Voir, à titre d’exemple, le parcours de ce Breton, ouvrier du bâtiment, qui, ayant terminé son dernier chantier de la saison fin novembre 1859 dans la région de l’Aude, prit la route de Marseille ; n’y trouvant toujours pas d’ouvrage, il se dirigea sur Lyon.

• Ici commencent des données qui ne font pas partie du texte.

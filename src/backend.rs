use std::{
    collections::{BTreeMap, HashMap},
    sync::{Arc, RwLock},
};

use async_trait::async_trait;
use reqwest::StatusCode;
use uuid::Uuid;

use crate::{
    entitlements::Entitlements,
    error::BackendError,
    models::User,
    permissions::AuthorizationRequest,
    session::PermissionSet,
};

/// Header carrying the service token on calls to the platform API.
pub const SESSION_TOKEN_HEADER: &str = "Coder-Session-Token";

/// ConsoleBackend Trait
///
/// The typed request/response contract with the platform API. The console
/// never talks to the platform any other way, so tests and local runs can
/// swap in [`StaticBackend`].
#[async_trait]
pub trait ConsoleBackend: Send + Sync {
    /// Looks a user up by id. `Ok(None)` means the platform does not know the user.
    async fn user_by_id(&self, id: Uuid) -> Result<Option<User>, BackendError>;

    /// Evaluates the given checks for `user`, one boolean per check name.
    async fn check_permissions(
        &self,
        user: &User,
        request: &AuthorizationRequest,
    ) -> Result<PermissionSet, BackendError>;

    /// The deployment's current entitlements.
    async fn entitlements(&self) -> Result<Entitlements, BackendError>;
}

/// BackendState
///
/// The shared handle to the backend used across the application state.
pub type BackendState = Arc<dyn ConsoleBackend>;

// --- HTTP implementation ---

/// HttpBackend
///
/// Talks to the platform's REST API.
#[derive(Clone)]
pub struct HttpBackend {
    client: reqwest::Client,
    base_url: String,
    token: Option<String>,
}

impl HttpBackend {
    pub fn new(base_url: &str, token: Option<String>) -> Self {
        Self {
            client: reqwest::Client::new(),
            base_url: base_url.trim_end_matches('/').to_string(),
            token,
        }
    }

    fn request(&self, method: reqwest::Method, endpoint: &str) -> reqwest::RequestBuilder {
        let builder = self
            .client
            .request(method, format!("{}{}", self.base_url, endpoint));
        match &self.token {
            Some(token) => builder.header(SESSION_TOKEN_HEADER, token),
            None => builder,
        }
    }
}

fn status_error(endpoint: &str, status: StatusCode) -> BackendError {
    BackendError::Status {
        endpoint: endpoint.to_string(),
        status: status.as_u16(),
    }
}

#[async_trait]
impl ConsoleBackend for HttpBackend {
    async fn user_by_id(&self, id: Uuid) -> Result<Option<User>, BackendError> {
        let endpoint = format!("/api/v2/users/{id}");
        let response = self.request(reqwest::Method::GET, &endpoint).send().await?;

        match response.status() {
            StatusCode::NOT_FOUND => Ok(None),
            status if status.is_success() => Ok(Some(response.json::<User>().await?)),
            status => Err(status_error(&endpoint, status)),
        }
    }

    async fn check_permissions(
        &self,
        user: &User,
        request: &AuthorizationRequest,
    ) -> Result<PermissionSet, BackendError> {
        let endpoint = format!("/api/v2/users/{}/authorization", user.id);
        let response = self
            .request(reqwest::Method::POST, &endpoint)
            .json(request)
            .send()
            .await?;

        if !response.status().is_success() {
            return Err(status_error(&endpoint, response.status()));
        }
        let answers = response.json::<BTreeMap<String, bool>>().await?;

        // Checks the backend left out read as denied.
        Ok(request
            .names()
            .map(|name| (name, answers.get(name).copied().unwrap_or(false)))
            .collect())
    }

    async fn entitlements(&self) -> Result<Entitlements, BackendError> {
        let endpoint = "/api/v2/entitlements";
        let response = self.request(reqwest::Method::GET, endpoint).send().await?;

        if !response.status().is_success() {
            return Err(status_error(endpoint, response.status()));
        }
        Ok(response.json::<Entitlements>().await?)
    }
}

// --- In-memory implementation (local runs and tests) ---

/// StaticBackend
///
/// A backend whose users, grants and entitlements are set up front. Unknown
/// checks are denied. Setting it unavailable makes every call fail.
#[derive(Default)]
pub struct StaticBackend {
    users: RwLock<HashMap<Uuid, User>>,
    grants: RwLock<HashMap<Uuid, PermissionSet>>,
    entitlements: RwLock<Entitlements>,
    unavailable: RwLock<bool>,
}

impl StaticBackend {
    pub fn new() -> Self {
        Self::default()
    }

    pub fn with_user(self, user: User, grants: PermissionSet) -> Self {
        self.put_user(user, grants);
        self
    }

    pub fn with_entitlements(self, entitlements: Entitlements) -> Self {
        self.set_entitlements(entitlements);
        self
    }

    pub fn put_user(&self, user: User, grants: PermissionSet) {
        if let Ok(mut g) = self.grants.write() {
            g.insert(user.id, grants);
        }
        if let Ok(mut users) = self.users.write() {
            users.insert(user.id, user);
        }
    }

    pub fn set_entitlements(&self, entitlements: Entitlements) {
        if let Ok(mut e) = self.entitlements.write() {
            *e = entitlements;
        }
    }

    pub fn set_unavailable(&self, unavailable: bool) {
        if let Ok(mut u) = self.unavailable.write() {
            *u = unavailable;
        }
    }

    fn ensure_available(&self) -> Result<(), BackendError> {
        match self.unavailable.read() {
            Ok(u) if !*u => Ok(()),
            _ => Err(BackendError::Unavailable("static backend switched off".to_string())),
        }
    }
}

#[async_trait]
impl ConsoleBackend for StaticBackend {
    async fn user_by_id(&self, id: Uuid) -> Result<Option<User>, BackendError> {
        self.ensure_available()?;
        let users = self
            .users
            .read()
            .map_err(|e| BackendError::Unavailable(e.to_string()))?;
        Ok(users.get(&id).cloned())
    }

    async fn check_permissions(
        &self,
        user: &User,
        request: &AuthorizationRequest,
    ) -> Result<PermissionSet, BackendError> {
        self.ensure_available()?;
        let grants = self
            .grants
            .read()
            .map_err(|e| BackendError::Unavailable(e.to_string()))?;
        let granted = grants.get(&user.id);
        Ok(request
            .names()
            .map(|name| (name, granted.is_some_and(|g| g.allows(name))))
            .collect())
    }

    async fn entitlements(&self) -> Result<Entitlements, BackendError> {
        self.ensure_available()?;
        self.entitlements
            .read()
            .map(|e| e.clone())
            .map_err(|e| BackendError::Unavailable(e.to_string()))
    }
}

AML, I3 32, Petit parquet, Audience de Olivier Le Lay, 01/1860.

1322.

On peut noter l’importance d’une ville relais telle que Vienne.

1323.

Côte méditerranéenne, arrière-pays et, plus généralement, la vallée du Rhône jusqu’au sud de la Drôme et de l’Ardèche.

1324.

Jeffry KAPLOW, « Sur la population flottante de Paris, à la fin de l’Ancien Régime », Annales historiques de la Révolution Française, n° 187, janvier-mars 1967, p. 2.

1325.

Abel CHATELAIN, Les migrants temporaires en France de 1800 à 1914. Histoire économique et sociale des migrants temporaires des campagnes françaises au XIX e siècle et au début du XX e siècle, Lille, Presses Universitaires de Lille, 1976, t. 2, pp. 637 et 1005.

1326.

Martin NADAUD, Léonard…, op. cit.

1327.

AML, I3 32, Petit parquet, Audience de Jean-Baptiste Descombes, 13/04/1860.

1328.

Est-ce en contradiction avec le quadrillage ? Non, et ce pour plusieurs raisons : cela ne concerne pas seulement les nouveaux arrivants ; il s’agit, en partie, d’un dysfonctionnement entre la théorie de la surveillance et les habitudes policières, ainsi que d’une conséquence de la pression du rendement ; enfin, la plupart des individus arrêtés étaient relâchés mais, désormais, le pouvoir les avait repérés.